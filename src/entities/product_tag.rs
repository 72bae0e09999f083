//! Tag link entity - Connects a product to a tag.
//!
//! The pair (`product_id`, `tag_id`) is unique. Links survive a tag being
//! trashed (listings filter the tag out) but block the tag's purge.

use sea_orm::entity::prelude::*;
use serde::{Deserialize, Serialize};

/// Tag link database model
#[derive(Clone, Debug, PartialEq, Eq, DeriveEntityModel, Serialize, Deserialize)]
#[sea_orm(table_name = "product_tags")]
pub struct Model {
    /// Unique identifier
    #[sea_orm(primary_key)]
    pub id: i64,
    /// Product carrying the tag
    pub product_id: i64,
    /// Tag attached to the product
    pub tag_id: i64,
    /// When the link was created
    pub created_at: DateTimeUtc,
    /// When the link was last modified
    pub updated_at: DateTimeUtc,
}

/// Defines relationships between tag links and their endpoints
#[derive(Copy, Clone, Debug, EnumIter, DeriveRelation)]
pub enum Relation {
    /// Owning product; links go away with it
    #[sea_orm(
        belongs_to = "super::product::Entity",
        from = "Column::ProductId",
        to = "super::product::Column::Id",
        on_update = "Cascade",
        on_delete = "Cascade"
    )]
    Product,
    /// Referenced tag; its removal is blocked while links exist
    #[sea_orm(
        belongs_to = "super::tag::Entity",
        from = "Column::TagId",
        to = "super::tag::Column::Id",
        on_update = "Cascade",
        on_delete = "Restrict"
    )]
    Tag,
}

impl Related<super::product::Entity> for Entity {
    fn to() -> RelationDef {
        Relation::Product.def()
    }
}

impl Related<super::tag::Entity> for Entity {
    fn to() -> RelationDef {
        Relation::Tag.def()
    }
}

impl ActiveModelBehavior for ActiveModel {}
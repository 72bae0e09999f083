/// Database configuration and connection management
pub mod database;

/// Seed catalog loading from config.toml
pub mod catalog;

================================

In the material above, how many lines hold the string "super"? Give the number and nothing else.

- _OUTPUT OF THE TASK_
6